Mitochondrial function is essential to fitness but is dependent upon proteins encoded in the nuclear and mitochondrial genomes interacting efficiently within respiratory complexes. Mitonuclear incompatibilities, associated with decreased fitness, can arise when these two genomes, with separate modes of inheritance and mutation rates, encode for "mismatched" proteins. Large differences are known to lead to speciation, however milder intra-species effects, generated through widespread admixture events, are much less well understood, especially in natural populations. Computational population genetics techniques will be used to identify coevolving mitochondrial and nuclear gene pairs in naturally admixed modern Latin American populations, allowing for novel insight into the loci driving coevolution across broad timescales.
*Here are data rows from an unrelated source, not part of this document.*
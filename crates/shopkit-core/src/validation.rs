//! # Validation Module
//!
//! Input validation rules for shopkit.
//!
//! ## Validation Strategy
//! ```text
//! ┌─────────────────────────────────────────────────────────────────────────┐
//! │                      Validation Layers                                  │
//! │                                                                         │
//! │  Layer 1: Untyped input (JSON)                                         │
//! │  └── loose module: wrong types become "Invalid <field>"                │
//! │           │                                                             │
//! │           ▼                                                             │
//! │  Layer 2: Typed rules (THIS MODULE)                                    │
//! │  ├── Lengths, minimum ages, inclusive ranges                           │
//! │  └── Country tables, e-mail shape                                      │
//! │                                                                         │
//! │  Malformed input → ValidationError ("Invalid ...")                     │
//! │  Well-formed input that fails a rule → Ok(false)                       │
//! └─────────────────────────────────────────────────────────────────────────┘
//! ```
//!
//! ## Usage
//! ```rust
//! use shopkit_core::validation::{can_drive, is_valid_username};
//!
//! assert!(is_valid_username("abcde"));
//! assert_eq!(can_drive(16, "US").unwrap(), true);
//! assert!(can_drive(16, "FR").is_err());
//! ```

use regex::Regex;
use std::sync::OnceLock;

use crate::error::ValidationError;
use crate::money::Money;
use crate::{MAX_USERNAME_LENGTH, MIN_ADULT_AGE, MIN_USERNAME_LENGTH, MIN_USER_INPUT_NAME_LENGTH};

/// Result type for validation operations.
pub type ValidationResult<T> = Result<T, ValidationError>;

/// Message returned when [`validate_user_input`] accepts both fields.
pub const VALIDATION_SUCCESS: &str = "Validation successful";

/// Minimum legal driving age per country code.
pub const DRIVING_AGES: &[(&str, u32)] = &[("US", 16), ("UK", 17)];

// =============================================================================
// User Input
// =============================================================================

/// Validates a sign-up form's username and age.
///
/// ## Rules
/// - Username must have at least 3 characters
/// - Age must be at least 18
///
/// Both fields are checked; the error names every field that failed.
///
/// ## Example
/// ```rust
/// use shopkit_core::validation::validate_user_input;
///
/// assert!(validate_user_input("Ayat", 25).is_ok());
///
/// let err = validate_user_input("", 13).unwrap_err();
/// assert_eq!(err.to_string(), "Invalid username, Invalid age");
/// ```
pub fn validate_user_input(username: &str, age: u32) -> ValidationResult<&'static str> {
    let mut failed = Vec::new();

    if !is_acceptable_username(username) {
        failed.push("username".to_string());
    }

    if !is_adult(age) {
        failed.push("age".to_string());
    }

    if failed.is_empty() {
        Ok(VALIDATION_SUCCESS)
    } else {
        Err(ValidationError::from_fields(failed))
    }
}

pub(crate) fn is_acceptable_username(username: &str) -> bool {
    username.chars().count() >= MIN_USER_INPUT_NAME_LENGTH
}

pub(crate) fn is_adult(age: u32) -> bool {
    age >= MIN_ADULT_AGE
}

// =============================================================================
// Predicates
// =============================================================================

/// Returns true if `min <= price <= max`.
///
/// ## Example
/// ```rust
/// use shopkit_core::money::Money;
/// use shopkit_core::validation::is_price_in_range;
///
/// let (min, max) = (Money::zero(), Money::from_major_minor(100, 0));
/// assert!(is_price_in_range(Money::zero(), min, max));
/// assert!(!is_price_in_range(Money::from_major_minor(-10, 0), min, max));
/// ```
pub fn is_price_in_range(price: Money, min: Money, max: Money) -> bool {
    price >= min && price <= max
}

/// Returns true if the username has between 5 and 15 characters (inclusive).
pub fn is_valid_username(name: &str) -> bool {
    (MIN_USERNAME_LENGTH..=MAX_USERNAME_LENGTH).contains(&name.chars().count())
}

/// Returns the minimum driving age for a country code, if known.
pub fn legal_driving_age(country: &str) -> Option<u32> {
    DRIVING_AGES
        .iter()
        .find(|(code, _)| *code == country)
        .map(|&(_, age)| age)
}

/// Checks whether someone of `age` may drive in `country`.
///
/// ## Errors
/// [`ValidationError::UnknownCode`] for country codes outside [`DRIVING_AGES`].
pub fn can_drive(age: u32, country: &str) -> ValidationResult<bool> {
    let minimum = legal_driving_age(country).ok_or_else(|| ValidationError::UnknownCode {
        field: "country".to_string(),
        value: country.to_string(),
    })?;

    Ok(age >= minimum)
}

/// Returns true for addresses shaped like `local@domain.tld`.
///
/// No whitespace, exactly one `@`, and a dot somewhere after it.
pub fn is_valid_email(email: &str) -> bool {
    static EMAIL: OnceLock<Regex> = OnceLock::new();
    EMAIL
        .get_or_init(|| {
            Regex::new(r"^[^\s@]+@[^\s@]+\.[^\s@]+$").expect("email pattern is a valid regex")
        })
        .is_match(email)
}

// =============================================================================
// Unit Tests
// =============================================================================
Experimental evolution techniques will be used to simulate an admixture event in Drosophila melanogaster; this will allow us to track changes in mitonuclear coevolution directly through time and identify generalities of the coevolutionary process. Mitonuclear signatures will be compared across species and populations to help identify trends in the underlying processes driving coevolution and the potential consequences for vulnerable populations in the future. This will further be considered in the light of environmental temperature, known to be a key selective pressure on mitochondrial fitness.